*** DATASET RECORDS
use std::collections::HashMap;

use clap::ValueEnum;
use serde::{Deserialize, Serialize};

use crate::error::Result;
use crate::io::range::SheetRange;

/// How written values are stored.
#[derive(Debug, Clone, Copy, Default, PartialEq, Eq, Serialize, Deserialize, ValueEnum)]
#[serde(rename_all = "SCREAMING_SNAKE_CASE")]
pub enum ValueInputMode {
    /// Values are stored verbatim as text.
    Raw,
    /// Values are interpreted as if typed by a user: numbers, booleans and
    /// `=` formulas are recognised, a leading `'` forces text.
    #[default]
    UserEntered,
}

/// Tabular store holding the translation sheet.
pub trait TableStore {
    /// Reads the rows inside `range` as text. Trailing empty cells and rows
    /// are dropped; a missing sheet reads as no rows.
    fn read(&mut self, range: &SheetRange) -> Result<Vec<Vec<String>>>;

    /// Replaces every row from the range origin downward with `rows`.
    /// Cells left of the range and rows above it are kept.
    fn write(
        &mut self,
        range: &SheetRange,
        rows: &[Vec<String>],
        mode: ValueInputMode,
    ) -> Result<()>;
}

/// A typed sheet cell.
#[derive(Debug, Clone, PartialEq, Default)]
pub enum Cell {
    #[default]
    Empty,
    Text(String),
    Number(f64),
    Bool(bool),
    /// Formula source without the leading `=`.
    Formula(String),
}

impl Cell {
    /// Converts input text according to `mode`.
    pub fn from_input(text: &str, mode: ValueInputMode) -> Self {
        if text.is_empty() {
            return Cell::Empty;
        }
        if mode == ValueInputMode::Raw {
            return Cell::Text(text.to_string());
        }
        if let Some(literal) = text.strip_prefix('\'') {
            return Cell::Text(literal.to_string());
        }
        if let Some(formula) = text.strip_prefix('=') {
            if !formula.is_empty() {
                return Cell::Formula(formula.to_string());
            }
        }
        match text.to_ascii_uppercase().as_str() {
            "TRUE" => return Cell::Bool(true),
            "FALSE" => return Cell::Bool(false),
            _ => {}
        }
        if looks_numeric(text) {
            if let Ok(number) = text.parse::<f64>() {
                if number.is_finite() {
                    return Cell::Number(number);
                }
            }
        }
        Cell::Text(text.to_string())
    }

    /// Text shown for the cell when it is read back.
    pub fn text(&self) -> String {
        match self {
            Cell::Empty => String::new(),
            Cell::Text(text) => text.clone(),
            Cell::Number(number) => format_number(*number),
            Cell::Bool(true) => "TRUE".to_string(),
            Cell::Bool(false) => "FALSE".to_string(),
            Cell::Formula(formula) => format!("={formula}"),
        }
    }

    pub fn is_empty(&self) -> bool {
        matches!(self, Cell::Empty) || matches!(self, Cell::Text(text) if text.is_empty())
    }
}

fn looks_numeric(text: &str) -> bool {
    let body = text.strip_prefix(['-', '+']).unwrap_or(text);
    body.starts_with(|ch: char| ch.is_ascii_digit() || ch == '.')
        && body
            .chars()
            .all(|ch| ch.is_ascii_digit() || matches!(ch, '.' | 'e' | 'E' | '-' | '+'))
}

fn format_number(number: f64) -> String {
    if number.fract() == 0.0 && number.abs() < 1e15 {
        format!("{}", number as i64)
    } else {
        number.to_string()
    }
}

/// In-memory cell grid addressed by absolute zero-based row and column.
#[derive(Debug, Clone, Default, PartialEq)]
pub struct Grid {
    rows: Vec<Vec<Cell>>,
}

impl Grid {
    pub fn new() -> Self {
        Self::default()
    }

    pub fn rows(&self) -> &[Vec<Cell>] {
        &self.rows
    }

    pub fn is_blank(&self) -> bool {
        self.rows.iter().flatten().all(Cell::is_empty)
    }

    pub fn set(&mut self, row: usize, column: usize, cell: Cell) {
        if self.rows.len() <= row {
            self.rows.resize_with(row + 1, Vec::new);
        }
        let cells = &mut self.rows[row];
        if cells.len() <= column {
            cells.resize_with(column + 1, Cell::default);
        }
        cells[column] = cell;
    }

    /// Text of the cells inside `range`.
    pub fn slice(&self, range: &SheetRange) -> Vec<Vec<String>> {
        let start_column = usize::from(range.start_column);
        let mut rows: Vec<Vec<String>> = self
            .rows
            .iter()
            .skip(range.start_row as usize)
            .take(range.height().unwrap_or(usize::MAX))
            .map(|cells| {
                let mut texts: Vec<String> = cells
                    .iter()
                    .skip(start_column)
                    .take(range.width().unwrap_or(usize::MAX))
                    .map(Cell::text)
                    .collect();
                while texts.last().is_some_and(String::is_empty) {
                    texts.pop();
                }
                texts
            })
            .collect();
        while rows.last().is_some_and(Vec::is_empty) {
            rows.pop();
        }
        rows
    }

    /// Writes `rows` at the range origin and clears what used to be below
    /// them from the start column onward.
    pub fn splice(&mut self, range: &SheetRange, rows: &[Vec<String>], mode: ValueInputMode) {
        let start_row = range.start_row as usize;
        let start_column = usize::from(range.start_column);

        for existing in self.rows.iter_mut().skip(start_row) {
            existing.truncate(start_column);
        }
        for (offset, cells) in rows.iter().enumerate() {
            for (column, text) in cells.iter().enumerate() {
                let cell = Cell::from_input(text, mode);
                if !cell.is_empty() {
                    self.set(start_row + offset, start_column + column, cell);
                }
            }
        }
        while self.rows.last().is_some_and(Vec::is_empty) {
            self.rows.pop();
        }
    }

    /// Writes `header` on the row above the range when there is one.
    pub fn write_header(&mut self, range: &SheetRange, header: &[String]) {
        let Some(row) = (range.start_row as usize).checked_sub(1) else {
            return;
        };
        for (column, text) in header.iter().enumerate() {
            self.set(
                row,
                usize::from(range.start_column) + column,
                Cell::Text(text.clone()),
            );
        }
    }
}

/// [`TableStore`] keeping its sheets in memory.
#[derive(Debug, Clone, Default)]
pub struct MemoryStore {
    sheets: HashMap<String, Grid>,
    header: Option<Vec<String>>,
    writes: usize,
}

impl MemoryStore {
    pub fn new() -> Self {
        Self::default()
    }

    /// Header row written above the range when a sheet is first created.
    pub fn with_header(mut self, header: Vec<String>) -> Self {
        self.header = Some(header);
        self
    }

    /// Seeds `range` with `rows` as raw text.
    pub fn with_rows(mut self, range: &SheetRange, rows: &[Vec<String>]) -> Self {
        self.sheets
            .entry(range.sheet.clone())
            .or_default()
            .splice(range, rows, ValueInputMode::Raw);
        self
    }

    /// Number of completed writes.
    pub fn writes(&self) -> usize {
        self.writes
    }
}

impl TableStore for MemoryStore {
    fn read(&mut self, range: &SheetRange) -> Result<Vec<Vec<String>>> {
        Ok(self
            .sheets
            .get(&range.sheet)
            .map(|grid| grid.slice(range))
            .unwrap_or_default())
    }

    fn write(
        &mut self,
        range: &SheetRange,
        rows: &[Vec<String>],
        mode: ValueInputMode,
    ) -> Result<()> {
        let grid = self.sheets.entry(range.sheet.clone()).or_default();
        if grid.is_blank() {
            if let Some(header) = &self.header {
                grid.write_header(range, header);
            }
        }
        grid.splice(range, rows, mode);
        self.writes += 1;
        Ok(())
    }
}

#[cfg(test)]
mod tests {
    use super::*;

    fn rows(values: &[&[&str]]) -> Vec<Vec<String>> {
        values
            .iter()
            .map(|row| row.iter().map(|cell| cell.to_string()).collect())
            .collect()
    }

    #[test]
    fn user_entered_values_are_interpreted() {
        let mode = ValueInputMode::UserEntered;
        assert_eq!(Cell::from_input("42", mode), Cell::Number(42.0));
        assert_eq!(Cell::from_input("-1.5e3", mode), Cell::Number(-1500.0));
        assert_eq!(Cell::from_input("true", mode), Cell::Bool(true));
        assert_eq!(Cell::from_input("=A1&B1", mode), Cell::Formula("A1&B1".into()));
        assert_eq!(Cell::from_input("'007", mode), Cell::Text("007".into()));
        assert_eq!(Cell::from_input("inf", mode), Cell::Text("inf".into()));
        assert_eq!(Cell::from_input("1.2.3", mode), Cell::Text("1.2.3".into()));
        assert_eq!(Cell::from_input("", mode), Cell::Empty);
    }

    #[test]
    fn raw_values_stay_text() {
        assert_eq!(
            Cell::from_input("42", ValueInputMode::Raw),
            Cell::Text("42".into())
        );
        assert_eq!(Cell::Number(42.0).text(), "42");
        assert_eq!(Cell::Number(0.5).text(), "0.5");
    }

    #[test]
    fn slice_clips_to_the_range_and_trims_blanks() {
        let mut grid = Grid::new();
        let everything: SheetRange = "S!A1".parse().unwrap();
        grid.splice(
            &everything,
            &rows(&[&["key", "a", "b"], &["k1", "1", "", "", "x"], &["", ""]]),
            ValueInputMode::Raw,
        );

        let range: SheetRange = "S!A2:C".parse().unwrap();
        assert_eq!(grid.slice(&range), rows(&[&["k1", "1"]]));
    }

    #[test]
    fn splice_clears_stale_rows_but_keeps_the_header() {
        let range: SheetRange = "S!A2".parse().unwrap();
        let mut store = MemoryStore::new().with_header(vec!["key".into(), "en".into()]);
        store
            .write(&range, &rows(&[&["a", "1"], &["b", "2"]]), ValueInputMode::Raw)
            .unwrap();
        store
            .write(&range, &rows(&[&["c", "3"]]), ValueInputMode::Raw)
            .unwrap();

        let all: SheetRange = "S!A1".parse().unwrap();
        assert_eq!(store.read(&all).unwrap(), rows(&[&["key", "en"], &["c", "3"]]));
        assert_eq!(store.writes(), 2);
    }

    #[test]
    fn missing_sheet_reads_as_empty() {
        let mut store = MemoryStore::new();
        let range: SheetRange = "nothing!A2:G".parse().unwrap();
        assert!(store.read(&range).unwrap().is_empty());
    }
}
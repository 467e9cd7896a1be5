use tracing::{debug, info, instrument, warn};

use crate::aggregate::aggregate;
use crate::config::SyncConfig;
use crate::error::Result;
use crate::flatten::{expand, flatten, overlay};
use crate::io::TableStore;
use crate::io::locale_files::{locale_path, read_locale, read_locale_or_empty, write_locale};
use crate::model::{AnnotatedRow, FlatEntry, LanguageSet, LocaleTree, TranslationRow};
use crate::reconcile::{ReconcileLayout, ReconcileSummary, reconcile};

/// What an export did to the sheet.
#[derive(Debug, Clone, PartialEq, Eq)]
pub struct ExportReport {
    /// Rows produced from the locale files.
    pub aggregated: usize,
    /// Rows written back to the sheet.
    pub written: usize,
    /// True when the sheet was empty and the aggregated rows were written
    /// without annotations.
    pub initial_population: bool,
    pub summary: ReconcileSummary,
}

/// What an import did to the locale files.
#[derive(Debug, Clone, PartialEq, Eq)]
pub struct ImportReport {
    pub rows_read: usize,
    /// Rows ignored because their key cell was empty.
    pub rows_skipped: usize,
    /// `(language code, values written)` in language order.
    pub applied: Vec<(String, usize)>,
}

/// Flattens every configured locale file and merges them into rows.
#[instrument(level = "info", skip_all, fields(locales = %config.locales_dir.display()))]
pub fn collect_rows(config: &SyncConfig) -> Result<Vec<TranslationRow>> {
    let mut per_language = Vec::with_capacity(config.languages.len());
    for (ordinal, code) in config.languages.iter() {
        let tree = read_locale(&locale_path(&config.locales_dir, code))?;
        let entries = flatten(&tree);
        debug!(language = code, entry_count = entries.len(), "flattened locale");
        per_language.push((ordinal, entries));
    }
    aggregate(&config.languages, per_language)
}

/// Exports the locale files to the sheet.
///
/// An empty sheet receives the aggregated rows as they are. Otherwise the
/// rows are reconciled against the sheet content and the whole range is
/// rewritten. Nothing is written until every file was read and merged.
#[instrument(level = "info", skip_all, fields(range = %config.range))]
pub fn export(config: &SyncConfig, store: &mut dyn TableStore) -> Result<ExportReport> {
    config.validate()?;
    let range = config.sheet_range()?;
    if let Some(width) = range.width() {
        let clipped: Vec<usize> = config
            .layout
            .checked_columns()
            .map(|column| config.layout.shadow_column(column))
            .filter(|column| *column >= width)
            .collect();
        if !clipped.is_empty() {
            warn!(
                columns = ?clipped,
                "shadow columns lie outside the range and are not read back"
            );
        }
    }
    let rows = collect_rows(config)?;
    info!(row_count = rows.len(), "aggregated locale files");

    let existing = store.read(&range)?;
    if existing.is_empty() {
        let matrix: Vec<Vec<String>> = rows.iter().map(TranslationRow::to_cells).collect();
        store.write(&range, &matrix, config.input_mode)?;
        info!(row_count = matrix.len(), "sheet was empty, wrote aggregated rows");
        return Ok(ExportReport {
            aggregated: rows.len(),
            written: matrix.len(),
            initial_population: true,
            summary: ReconcileSummary::default(),
        });
    }

    let existing: Vec<AnnotatedRow> = existing.into_iter().map(AnnotatedRow::from).collect();
    let reconciliation = reconcile(&rows, existing, &config.layout);
    let matrix: Vec<Vec<String>> = reconciliation
        .rows
        .into_iter()
        .map(AnnotatedRow::into_cells)
        .collect();
    store.write(&range, &matrix, config.input_mode)?;

    let summary = reconciliation.summary;
    info!(
        row_count = matrix.len(),
        added = summary.added,
        updated = summary.updated,
        need_translation = summary.need_translation,
        "sheet reconciled"
    );
    Ok(ExportReport {
        aggregated: rows.len(),
        written: matrix.len(),
        initial_population: false,
        summary,
    })
}

/// Splits sheet rows into per-language entries, indexed by ordinal.
///
/// Rows without a key are dropped. Languages whose column receives export
/// annotations under `layout` get no entries. Empty values are kept as
/// entries and skipped later by [`overlay`].
pub fn split_rows(
    rows: &[Vec<String>],
    languages: &LanguageSet,
    layout: &ReconcileLayout,
) -> Vec<Vec<FlatEntry>> {
    let mut per_language: Vec<Vec<FlatEntry>> = vec![Vec::new(); languages.len()];
    for cells in rows {
        let row = TranslationRow::from_cells(cells, languages.len());
        if row.key.trim().is_empty() {
            continue;
        }
        for (ordinal, value) in row.values.into_iter().enumerate() {
            if layout.is_annotation_column(ordinal + 1) {
                continue;
            }
            per_language[ordinal].push(FlatEntry::new(row.key.clone(), value));
        }
    }
    per_language
}

/// Imports the sheet into the locale files.
///
/// Each file is loaded with its dotted keys expanded, then the non-empty
/// values are overlaid onto it, so translations missing from the sheet keep
/// whatever the file holds. Language columns shared with the status or
/// shadow columns are not imported.
#[instrument(
    level = "info",
    skip_all,
    fields(range = %config.range, locales = %config.locales_dir.display())
)]
pub fn import(config: &SyncConfig, store: &mut dyn TableStore) -> Result<ImportReport> {
    config.validate()?;
    let range = config.sheet_range()?;
    let rows = store.read(&range)?;
    info!(row_count = rows.len(), "read sheet rows");

    let rows_skipped = rows
        .iter()
        .filter(|cells| cells.first().is_none_or(|key| key.trim().is_empty()))
        .count();
    if rows_skipped > 0 {
        warn!(rows_skipped, "ignoring rows without a key");
    }

    let annotated: Vec<&str> = config
        .languages
        .iter()
        .filter(|(ordinal, _)| config.layout.is_annotation_column(ordinal + 1))
        .map(|(_, code)| code)
        .collect();
    if !annotated.is_empty() {
        warn!(
            languages = ?annotated,
            "language columns hold export annotations and are not imported"
        );
    }

    let per_language = split_rows(&rows, &config.languages, &config.layout);

    let mut trees: Vec<(String, LocaleTree, usize)> = Vec::with_capacity(per_language.len());
    for ((_, code), entries) in config.languages.iter().zip(&per_language) {
        let path = locale_path(&config.locales_dir, code);
        let mut tree = expand(&read_locale_or_empty(&path)?);
        let applied = overlay(&mut tree, entries);
        debug!(language = code, applied, "overlaid sheet values");
        trees.push((code.to_string(), tree, applied));
    }

    let mut applied = Vec::with_capacity(trees.len());
    for (code, tree, count) in trees {
        write_locale(&locale_path(&config.locales_dir, &code), &tree)?;
        applied.push((code, count));
    }

    info!(languages = applied.len(), "locale files written");
    Ok(ImportReport {
        rows_read: rows.len(),
        rows_skipped,
        applied,
    })
}
use std::path::{Path, PathBuf};

use indexmap::IndexMap;
use tracing::{debug, instrument};

use crate::error::Result;
use crate::io::excel_read;
use crate::io::excel_write;
use crate::io::range::SheetRange;
use crate::io::store::{Grid, TableStore, ValueInputMode};

/// [`TableStore`] backed by a local `.xlsx` workbook.
///
/// Writes rebuild the whole file: the target sheet is spliced in memory and
/// every other sheet is carried over cell by cell.
#[derive(Debug, Clone)]
pub struct WorkbookStore {
    path: PathBuf,
    header: Option<Vec<String>>,
}

impl WorkbookStore {
    pub fn new(path: impl Into<PathBuf>) -> Self {
        Self {
            path: path.into(),
            header: None,
        }
    }

    /// Header row written above the range when the target sheet is created.
    pub fn with_header(mut self, header: Vec<String>) -> Self {
        self.header = Some(header);
        self
    }

    pub fn path(&self) -> &Path {
        &self.path
    }

    fn load(&self) -> Result<IndexMap<String, Grid>> {
        if self.path.exists() {
            excel_read::read_sheets(&self.path)
        } else {
            Ok(IndexMap::new())
        }
    }
}

impl TableStore for WorkbookStore {
    #[instrument(
        level = "debug",
        skip_all,
        fields(path = %self.path.display(), range = %range)
    )]
    fn read(&mut self, range: &SheetRange) -> Result<Vec<Vec<String>>> {
        let sheets = self.load()?;
        let rows = sheets
            .get(&range.sheet)
            .map(|grid| grid.slice(range))
            .unwrap_or_default();
        debug!(row_count = rows.len(), "read sheet rows");
        Ok(rows)
    }

    #[instrument(
        level = "debug",
        skip_all,
        fields(path = %self.path.display(), range = %range, row_count = rows.len(), ?mode)
    )]
    fn write(
        &mut self,
        range: &SheetRange,
        rows: &[Vec<String>],
        mode: ValueInputMode,
    ) -> Result<()> {
        let mut sheets = self.load()?;
        let grid = sheets.entry(range.sheet.clone()).or_default();
        if grid.is_blank() {
            if let Some(header) = &self.header {
                grid.write_header(range, header);
            }
        }
        grid.splice(range, rows, mode);
        excel_write::write_sheets(&self.path, &sheets)
    }
}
******
EXERCISE PROMPT ▸
Pull out every line of the records that includes the string "LanguageSet".

TASK OUTPUT ▸
use crate::model::{AnnotatedRow, FlatEntry, LanguageSet, LocaleTree, TranslationRow};
    languages: &LanguageSet,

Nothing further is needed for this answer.